[Collected data entries]
-=-=-
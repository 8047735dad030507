//! REST client for the puzzle store, built on `fetch`.

use serde::de::DeserializeOwned;
use shared::capture::Submission;
use shared::{
    paths, BookmarkResponse, DeleteResponse, PuzzleDocument, PuzzleId, StatsResponse,
};
use wasm_bindgen::prelude::*;
use wasm_bindgen::JsCast;
use wasm_bindgen_futures::JsFuture;
use web_sys::{Request, RequestInit, Response};

use crate::dom;

#[derive(Debug, Clone, PartialEq)]
pub enum ApiError {
    /// fetch rejected or a browser API failed
    Transport(String),
    /// Server answered with a non-2xx status
    Status(u16, String),
    Decode(String),
}

impl std::fmt::Display for ApiError {
    fn fmt(&self, f: &mut std::fmt::Formatter<'_>) -> std::fmt::Result {
        match self {
            ApiError::Transport(msg) => write!(f, "Network error: {}", msg),
            ApiError::Status(code, body) => write!(f, "Server returned {}: {}", code, body),
            ApiError::Decode(msg) => write!(f, "Unexpected response: {}", msg),
        }
    }
}

impl std::error::Error for ApiError {}

impl From<JsValue> for ApiError {
    fn from(value: JsValue) -> Self {
        ApiError::Transport(value.as_string().unwrap_or_else(|| format!("{:?}", value)))
    }
}

impl From<ApiError> for JsValue {
    fn from(err: ApiError) -> Self {
        JsValue::from_str(&err.to_string())
    }
}

/// Send a request and return the response body as text
async fn send(method: &str, url: &str, body: Option<String>) -> Result<String, ApiError> {
    let init = RequestInit::new();
    init.set_method(method);
    if let Some(body) = &body {
        init.set_body(&JsValue::from_str(body));
    }

    let request = Request::new_with_str_and_init(url, &init)?;
    if body.is_some() {
        request.headers().set("Content-Type", "application/json")?;
    }

    let window = dom::window()?;
    let response: Response = JsFuture::from(window.fetch_with_request(&request))
        .await?
        .dyn_into()?;
    let text = JsFuture::from(response.text()?)
        .await?
        .as_string()
        .unwrap_or_default();

    if !response.ok() {
        return Err(ApiError::Status(response.status(), text));
    }
    Ok(text)
}

async fn send_json<T: DeserializeOwned>(
    method: &str,
    url: &str,
    body: Option<String>,
) -> Result<T, ApiError> {
    let text = send(method, url, body).await?;
    serde_json::from_str(&text).map_err(|e| ApiError::Decode(e.to_string()))
}

pub async fn create_puzzle(submission: &Submission) -> Result<PuzzleDocument, ApiError> {
    let body = serde_json::to_string(submission).map_err(|e| ApiError::Decode(e.to_string()))?;
    send_json("POST", paths::PUZZLES, Some(body)).await
}

pub async fn list_puzzles() -> Result<Vec<PuzzleDocument>, ApiError> {
    send_json("GET", paths::PUZZLES, None).await
}

/// `Ok(None)` when the store has no such puzzle
pub async fn get_puzzle(id: &PuzzleId) -> Result<Option<PuzzleDocument>, ApiError> {
    send_json("GET", &paths::puzzle(id), None).await
}

pub async fn bookmark(id: &PuzzleId) -> Result<BookmarkResponse, ApiError> {
    send_json("PATCH", &paths::bookmark(id), None).await
}

pub async fn delete_puzzle(id: &PuzzleId) -> Result<DeleteResponse, ApiError> {
    send_json("DELETE", &paths::puzzle(id), None).await
}

pub async fn stats() -> Result<StatsResponse, ApiError> {
    send_json("GET", paths::STATS, None).await
}

/// Plain-text liveness message
pub async fn connected() -> Result<String, ApiError> {
    send("GET", paths::CONNECTED, None).await
}
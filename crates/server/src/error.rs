use axum::{
    http::StatusCode,
    response::{IntoResponse, Response},
};

#[derive(Debug, thiserror::Error)]
pub enum StoreError {
    #[error("datafile I/O error: {0}")]
    Io(#[from] std::io::Error),
    #[error("could not encode document: {0}")]
    Encode(#[from] serde_json::Error),
    #[error("datafile is corrupt: {corrupt} of {total} lines unreadable")]
    Corrupt { corrupt: usize, total: usize },
}

/// Failures surfaced to HTTP clients as plain-text 500s
#[derive(Debug, thiserror::Error)]
pub enum ApiError {
    #[error("Could not save to database")]
    Save(#[source] StoreError),
    #[error("Could not delete from database")]
    Delete(#[source] StoreError),
}

impl IntoResponse for ApiError {
    fn into_response(self) -> Response {
        match &self {
            ApiError::Save(e) | ApiError::Delete(e) => tracing::error!("{}: {}", self, e),
        }
        (StatusCode::INTERNAL_SERVER_ERROR, self.to_string()).into_response()
    }
}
-=-=-
TASK DESCRIPTION. Lines that contain "method" are the result; find them in the entries above and copy each one.

EXPECTED ANSWER.
async fn send(method: &str, url: &str, body: Option<String>) -> Result<String, ApiError> {
    init.set_method(method);
    method: &str,
    let text = send(method, url, body).await?;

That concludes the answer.